(Stored data)
□ □ □ □ □ □ □

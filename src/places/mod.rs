//! Map search and place details through SerpAPI's Google Maps engine.

pub mod cache;
pub mod error;
pub mod serpapi;
pub mod types;

use std::time::Duration;

use serde_json::Value;

use crate::config::PlacesConfig;

pub use cache::PlacesCache;
pub use error::{PlacesError, PlacesResult};
pub use types::{PlaceDetail, PlaceSummary};

/// Place lookups with a TTL cache in front of the backend.
pub struct PlacesService {
    config: PlacesConfig,
    client: reqwest::Client,
    cache: PlacesCache,
}

impl PlacesService {
    /// Build the service.
    ///
    /// # Errors
    /// Returns an error if the HTTP client cannot be created.
    pub fn new(config: PlacesConfig) -> PlacesResult<Self> {
        let client = reqwest::Client::builder()
            .timeout(config.request_timeout)
            .gzip(true)
            .build()?;
        let cache = PlacesCache::new(
            Duration::from_secs(config.cache_ttl_seconds),
            config.cache_max_entries,
        );
        Ok(Self {
            config,
            client,
            cache,
        })
    }

    /// Whether an API key is configured.
    #[must_use]
    pub fn is_configured(&self) -> bool {
        self.api_key().is_ok()
    }

    fn api_key(&self) -> PlacesResult<&str> {
        self.config
            .serpapi_key
            .as_deref()
            .filter(|key| !key.trim().is_empty())
            .ok_or_else(|| PlacesError::ApiKeyRequired("SerpAPI".to_string()))
    }

    async fn query(&self, params: &[(&str, &str)]) -> PlacesResult<Value> {
        let api_key = self.api_key()?;
        let response = self
            .client
            .get(&self.config.base_url)
            .query(&[
                ("engine", serpapi::ENGINE),
                ("hl", self.config.language.as_str()),
                ("gl", self.config.region.as_str()),
                ("api_key", api_key),
            ])
            .query(params)
            .send()
            .await
            .map_err(|e| PlacesError::HttpRequest(e.without_url()))?;

        let status = response.status();
        let body = response
            .text()
            .await
            .map_err(|e| PlacesError::HttpRequest(e.without_url()))?;
        let json: Value = serde_json::from_str(&body).map_err(|e| {
            if status.is_success() {
                PlacesError::JsonParse(e)
            } else {
                PlacesError::Status(status.as_u16())
            }
        })?;
        serpapi::check_error(&json)?;
        if !status.is_success() {
            return Err(PlacesError::Status(status.as_u16()));
        }
        Ok(json)
    }

    /// Search places; an empty query uses the configured default.
    ///
    /// # Errors
    /// Returns an error if no key is configured or the backend fails.
    pub async fn search(&self, query: Option<&str>) -> PlacesResult<Vec<PlaceSummary>> {
        let query = query
            .map(str::trim)
            .filter(|q| !q.is_empty())
            .unwrap_or(&self.config.default_query);
        self.api_key()?;

        if let Some(cached) = self.cache.get_search(query) {
            tracing::debug!(query, "Place search cache hit");
            return Ok(cached);
        }

        let json = self.query(&[("q", query)]).await?;
        let results = serpapi::parse_search_results(&json);
        tracing::info!(query, count = results.len(), "Place search completed");
        self.cache.set_search(query, &results);
        Ok(results)
    }

    /// Detail card for a place; `name` is used when the backend has no
    /// title, falling back to the default query.
    ///
    /// # Errors
    /// Returns an error if no key is configured or the backend fails.
    pub async fn detail(
        &self,
        place_id: Option<&str>,
        name: Option<&str>,
    ) -> PlacesResult<PlaceDetail> {
        let name = name
            .map(str::trim)
            .filter(|n| !n.is_empty())
            .unwrap_or(&self.config.default_query);
        self.api_key()?;

        let Some(place_id) = place_id.map(str::trim).filter(|id| !id.is_empty()) else {
            return Ok(serpapi::parse_place_detail(&Value::Null, name));
        };

        if let Some(cached) = self.cache.get_detail(place_id) {
            return Ok(cached);
        }

        let json = self.query(&[("place_id", place_id)]).await?;
        let detail = serpapi::parse_place_detail(&json, name);
        self.cache.set_detail(place_id, &detail);
        Ok(detail)
    }
}

#[cfg(test)]
mod tests {
    use super::*;

    #[tokio::test]
    async fn test_missing_key_is_unconfigured() {
        let service = PlacesService::new(PlacesConfig {
            serpapi_key: Some("  ".to_string()),
            ..PlacesConfig::default()
        })
        .unwrap();
        assert!(!service.is_configured());

        let err = service.search(Some("Phở")).await.unwrap_err();
        assert!(err.is_unconfigured());
        let err = service.detail(Some("ChIJ1"), None).await.unwrap_err();
        assert!(err.is_unconfigured());
    }

    #[tokio::test]
    async fn test_detail_without_place_id_uses_name() {
        let service = PlacesService::new(PlacesConfig {
            serpapi_key: Some("test-key".to_string()),
            ..PlacesConfig::default()
        })
        .unwrap();
        let detail = service.detail(None, Some("Đà Lạt")).await.unwrap();
        assert_eq!(detail.name, "Đà Lạt");
    }
}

□ □ □ □ □ □ □

• **WHAT IS BEING ASKED**: Could you restate every entry verbatim, please?

• **RESULT FOR THIS TASK**:
filename src/places/mod.rs
//! Map search and place details through SerpAPI's Google Maps engine.

pub mod cache;
pub mod error;
pub mod serpapi;
pub mod types;

use std::time::Duration;

use serde_json::Value;

use crate::config::PlacesConfig;

pub use cache::PlacesCache;
pub use error::{PlacesError, PlacesResult};
pub use types::{PlaceDetail, PlaceSummary};

/// Place lookups with a TTL cache in front of the backend.
pub struct PlacesService {
    config: PlacesConfig,
    client: reqwest::Client,
    cache: PlacesCache,
}

impl PlacesService {
    /// Build the service.
    ///
    /// # Errors
    /// Returns an error if the HTTP client cannot be created.
    pub fn new(config: PlacesConfig) -> PlacesResult<Self> {
        let client = reqwest::Client::builder()
            .timeout(config.request_timeout)
            .gzip(true)
            .build()?;
        let cache = PlacesCache::new(
            Duration::from_secs(config.cache_ttl_seconds),
            config.cache_max_entries,
        );
        Ok(Self {
            config,
            client,
            cache,
        })
    }

    /// Whether an API key is configured.
    #[must_use]
    pub fn is_configured(&self) -> bool {
        self.api_key().is_ok()
    }

    fn api_key(&self) -> PlacesResult<&str> {
        self.config
            .serpapi_key
            .as_deref()
            .filter(|key| !key.trim().is_empty())
            .ok_or_else(|| PlacesError::ApiKeyRequired("SerpAPI".to_string()))
    }

    async fn query(&self, params: &[(&str, &str)]) -> PlacesResult<Value> {
        let api_key = self.api_key()?;
        let response = self
            .client
            .get(&self.config.base_url)
            .query(&[
                ("engine", serpapi::ENGINE),
                ("hl", self.config.language.as_str()),
                ("gl", self.config.region.as_str()),
                ("api_key", api_key),
            ])
            .query(params)
            .send()
            .await
            .map_err(|e| PlacesError::HttpRequest(e.without_url()))?;

        let status = response.status();
        let body = response
            .text()
            .await
            .map_err(|e| PlacesError::HttpRequest(e.without_url()))?;
        let json: Value = serde_json::from_str(&body).map_err(|e| {
            if status.is_success() {
                PlacesError::JsonParse(e)
            } else {
                PlacesError::Status(status.as_u16())
            }
        })?;
        serpapi::check_error(&json)?;
        if !status.is_success() {
            return Err(PlacesError::Status(status.as_u16()));
        }
        Ok(json)
    }

    /// Search places; an empty query uses the configured default.
    ///
    /// # Errors
    /// Returns an error if no key is configured or the backend fails.
    pub async fn search(&self, query: Option<&str>) -> PlacesResult<Vec<PlaceSummary>> {
        let query = query
            .map(str::trim)
            .filter(|q| !q.is_empty())
            .unwrap_or(&self.config.default_query);
        self.api_key()?;

        if let Some(cached) = self.cache.get_search(query) {
            tracing::debug!(query, "Place search cache hit");
            return Ok(cached);
        }

        let json = self.query(&[("q", query)]).await?;
        let results = serpapi::parse_search_results(&json);
        tracing::info!(query, count = results.len(), "Place search completed");
        self.cache.set_search(query, &results);
        Ok(results)
    }

    /// Detail card for a place; `name` is used when the backend has no
    /// title, falling back to the default query.
    ///
    /// # Errors
    /// Returns an error if no key is configured or the backend fails.
    pub async fn detail(
        &self,
        place_id: Option<&str>,
        name: Option<&str>,
    ) -> PlacesResult<PlaceDetail> {
        let name = name
            .map(str::trim)
            .filter(|n| !n.is_empty())
            .unwrap_or(&self.config.default_query);
        self.api_key()?;

        let Some(place_id) = place_id.map(str::trim).filter(|id| !id.is_empty()) else {
            return Ok(serpapi::parse_place_detail(&Value::Null, name));
        };

        if let Some(cached) = self.cache.get_detail(place_id) {
            return Ok(cached);
        }

        let json = self.query(&[("place_id", place_id)]).await?;
        let detail = serpapi::parse_place_detail(&json, name);
        self.cache.set_detail(place_id, &detail);
        Ok(detail)
    }
}

#[cfg(test)]
mod tests {
    use super::*;

    #[tokio::test]
    async fn test_missing_key_is_unconfigured() {
        let service = PlacesService::new(PlacesConfig {
            serpapi_key: Some("  ".to_string()),
            ..PlacesConfig::default()
        })
        .unwrap();
        assert!(!service.is_configured());

        let err = service.search(Some("Phở")).await.unwrap_err();
        assert!(err.is_unconfigured());
        let err = service.detail(Some("ChIJ1"), None).await.unwrap_err();
        assert!(err.is_unconfigured());
    }

    #[tokio::test]
    async fn test_detail_without_place_id_uses_name() {
        let service = PlacesService::new(PlacesConfig {
            serpapi_key: Some("test-key".to_string()),
            ..PlacesConfig::default()
        })
        .unwrap();
        let detail = service.detail(None, Some("Đà Lạt")).await.unwrap();
        assert_eq!(detail.name, "Đà Lạt");
    }
}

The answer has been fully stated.